# Exercise prompt
Pull out every line with the word "TeamScores" from the entries below.

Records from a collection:
*** Begin section ***

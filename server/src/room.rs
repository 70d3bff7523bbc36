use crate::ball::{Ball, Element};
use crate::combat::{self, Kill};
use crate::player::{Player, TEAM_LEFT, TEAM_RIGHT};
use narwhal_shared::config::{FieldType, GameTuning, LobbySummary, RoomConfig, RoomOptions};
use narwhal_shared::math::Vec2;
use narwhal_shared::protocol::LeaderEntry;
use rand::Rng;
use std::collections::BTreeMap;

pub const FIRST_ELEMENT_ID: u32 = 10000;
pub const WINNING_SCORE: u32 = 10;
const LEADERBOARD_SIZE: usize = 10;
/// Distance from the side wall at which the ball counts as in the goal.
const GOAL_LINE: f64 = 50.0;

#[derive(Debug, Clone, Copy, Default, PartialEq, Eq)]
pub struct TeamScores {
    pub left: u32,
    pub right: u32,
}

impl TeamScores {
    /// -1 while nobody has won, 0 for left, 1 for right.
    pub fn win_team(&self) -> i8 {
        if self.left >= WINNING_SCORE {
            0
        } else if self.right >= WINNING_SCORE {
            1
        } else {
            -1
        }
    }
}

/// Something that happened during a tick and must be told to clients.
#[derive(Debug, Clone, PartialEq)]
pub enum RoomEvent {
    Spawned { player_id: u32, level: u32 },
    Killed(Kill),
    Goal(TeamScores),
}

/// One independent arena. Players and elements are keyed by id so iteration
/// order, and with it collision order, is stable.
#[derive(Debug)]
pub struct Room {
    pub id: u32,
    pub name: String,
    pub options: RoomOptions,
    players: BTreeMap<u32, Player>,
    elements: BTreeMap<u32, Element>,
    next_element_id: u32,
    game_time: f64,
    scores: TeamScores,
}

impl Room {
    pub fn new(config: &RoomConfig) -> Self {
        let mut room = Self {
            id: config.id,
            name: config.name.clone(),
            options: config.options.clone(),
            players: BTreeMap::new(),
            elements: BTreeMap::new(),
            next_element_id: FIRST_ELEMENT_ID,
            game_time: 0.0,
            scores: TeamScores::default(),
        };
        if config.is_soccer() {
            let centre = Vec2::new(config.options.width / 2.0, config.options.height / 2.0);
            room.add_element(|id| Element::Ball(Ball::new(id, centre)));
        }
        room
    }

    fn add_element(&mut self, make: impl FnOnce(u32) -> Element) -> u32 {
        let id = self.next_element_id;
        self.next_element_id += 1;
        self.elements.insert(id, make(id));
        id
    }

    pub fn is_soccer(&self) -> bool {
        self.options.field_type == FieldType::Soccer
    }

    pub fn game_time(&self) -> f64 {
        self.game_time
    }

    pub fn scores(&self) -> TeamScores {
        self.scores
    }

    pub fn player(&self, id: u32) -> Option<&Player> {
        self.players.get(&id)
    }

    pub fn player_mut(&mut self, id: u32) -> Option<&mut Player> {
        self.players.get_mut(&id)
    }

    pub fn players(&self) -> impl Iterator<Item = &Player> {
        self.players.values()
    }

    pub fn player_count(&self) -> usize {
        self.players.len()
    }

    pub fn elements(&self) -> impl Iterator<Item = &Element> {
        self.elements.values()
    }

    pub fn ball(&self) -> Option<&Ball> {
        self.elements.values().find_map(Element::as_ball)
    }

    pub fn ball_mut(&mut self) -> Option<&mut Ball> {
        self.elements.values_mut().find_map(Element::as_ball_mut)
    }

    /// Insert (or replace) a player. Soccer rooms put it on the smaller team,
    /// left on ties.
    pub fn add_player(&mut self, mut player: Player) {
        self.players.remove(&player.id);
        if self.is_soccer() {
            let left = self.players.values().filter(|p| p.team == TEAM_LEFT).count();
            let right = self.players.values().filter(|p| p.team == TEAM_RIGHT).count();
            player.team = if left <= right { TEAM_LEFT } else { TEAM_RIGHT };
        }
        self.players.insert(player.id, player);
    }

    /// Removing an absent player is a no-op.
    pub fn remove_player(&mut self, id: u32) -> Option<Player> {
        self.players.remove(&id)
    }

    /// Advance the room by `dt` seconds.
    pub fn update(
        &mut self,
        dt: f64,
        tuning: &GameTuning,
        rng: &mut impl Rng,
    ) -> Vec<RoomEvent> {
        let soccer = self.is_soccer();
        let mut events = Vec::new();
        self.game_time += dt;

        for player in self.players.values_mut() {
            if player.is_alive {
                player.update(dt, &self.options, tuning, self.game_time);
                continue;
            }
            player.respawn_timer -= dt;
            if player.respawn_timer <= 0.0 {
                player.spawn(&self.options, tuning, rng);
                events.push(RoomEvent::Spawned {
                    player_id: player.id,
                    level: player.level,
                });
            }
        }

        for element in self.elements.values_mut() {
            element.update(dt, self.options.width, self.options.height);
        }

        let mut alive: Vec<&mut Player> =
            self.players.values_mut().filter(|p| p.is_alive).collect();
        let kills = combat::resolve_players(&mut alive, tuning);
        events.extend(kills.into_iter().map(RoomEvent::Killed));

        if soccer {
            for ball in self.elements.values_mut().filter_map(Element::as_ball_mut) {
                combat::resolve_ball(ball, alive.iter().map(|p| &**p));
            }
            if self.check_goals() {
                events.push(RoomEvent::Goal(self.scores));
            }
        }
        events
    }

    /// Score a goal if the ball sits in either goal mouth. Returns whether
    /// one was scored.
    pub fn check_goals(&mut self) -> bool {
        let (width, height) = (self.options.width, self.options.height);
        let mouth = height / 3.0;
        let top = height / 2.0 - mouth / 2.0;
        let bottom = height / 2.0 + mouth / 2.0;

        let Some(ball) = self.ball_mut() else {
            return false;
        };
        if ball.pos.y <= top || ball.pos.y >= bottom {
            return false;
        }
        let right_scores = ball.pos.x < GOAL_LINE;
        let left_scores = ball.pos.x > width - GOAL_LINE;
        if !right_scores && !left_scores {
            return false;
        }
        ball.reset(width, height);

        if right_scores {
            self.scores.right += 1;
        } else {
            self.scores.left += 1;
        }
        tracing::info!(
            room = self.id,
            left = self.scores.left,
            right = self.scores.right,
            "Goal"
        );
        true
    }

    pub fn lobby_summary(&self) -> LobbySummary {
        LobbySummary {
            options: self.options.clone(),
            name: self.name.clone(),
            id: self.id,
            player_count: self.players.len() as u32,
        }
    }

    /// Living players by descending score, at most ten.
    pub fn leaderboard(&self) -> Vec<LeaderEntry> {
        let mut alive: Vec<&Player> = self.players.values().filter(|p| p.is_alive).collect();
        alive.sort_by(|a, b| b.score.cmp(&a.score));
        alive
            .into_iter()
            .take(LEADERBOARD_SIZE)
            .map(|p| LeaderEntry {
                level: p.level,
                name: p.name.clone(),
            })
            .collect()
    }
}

*** End section ***
*** Begin section ***

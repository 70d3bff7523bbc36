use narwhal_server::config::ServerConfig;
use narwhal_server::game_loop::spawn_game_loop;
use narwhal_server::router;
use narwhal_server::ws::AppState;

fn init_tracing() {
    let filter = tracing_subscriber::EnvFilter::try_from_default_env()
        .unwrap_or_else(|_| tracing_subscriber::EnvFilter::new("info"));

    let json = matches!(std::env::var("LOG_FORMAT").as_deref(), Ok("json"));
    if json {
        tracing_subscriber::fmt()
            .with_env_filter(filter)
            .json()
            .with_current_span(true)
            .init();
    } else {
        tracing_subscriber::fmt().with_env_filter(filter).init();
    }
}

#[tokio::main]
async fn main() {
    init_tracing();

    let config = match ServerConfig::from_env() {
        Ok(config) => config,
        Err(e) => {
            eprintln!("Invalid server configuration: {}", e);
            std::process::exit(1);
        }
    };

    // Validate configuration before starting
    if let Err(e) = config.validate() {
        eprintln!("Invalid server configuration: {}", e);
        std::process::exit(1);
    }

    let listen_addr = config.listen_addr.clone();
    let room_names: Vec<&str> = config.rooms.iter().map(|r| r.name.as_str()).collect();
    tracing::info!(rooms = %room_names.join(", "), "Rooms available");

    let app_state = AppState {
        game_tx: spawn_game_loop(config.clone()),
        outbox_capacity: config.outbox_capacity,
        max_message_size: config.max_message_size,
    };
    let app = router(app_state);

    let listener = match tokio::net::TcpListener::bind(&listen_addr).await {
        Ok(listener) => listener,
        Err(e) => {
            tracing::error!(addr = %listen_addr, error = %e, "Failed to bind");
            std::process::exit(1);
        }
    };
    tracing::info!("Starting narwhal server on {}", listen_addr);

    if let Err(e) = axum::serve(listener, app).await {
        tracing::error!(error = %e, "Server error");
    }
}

*** End section ***

# Response to this exercise
pub struct TeamScores {
impl TeamScores {
    Goal(TeamScores),
    scores: TeamScores,
            scores: TeamScores::default(),
    pub fn scores(&self) -> TeamScores {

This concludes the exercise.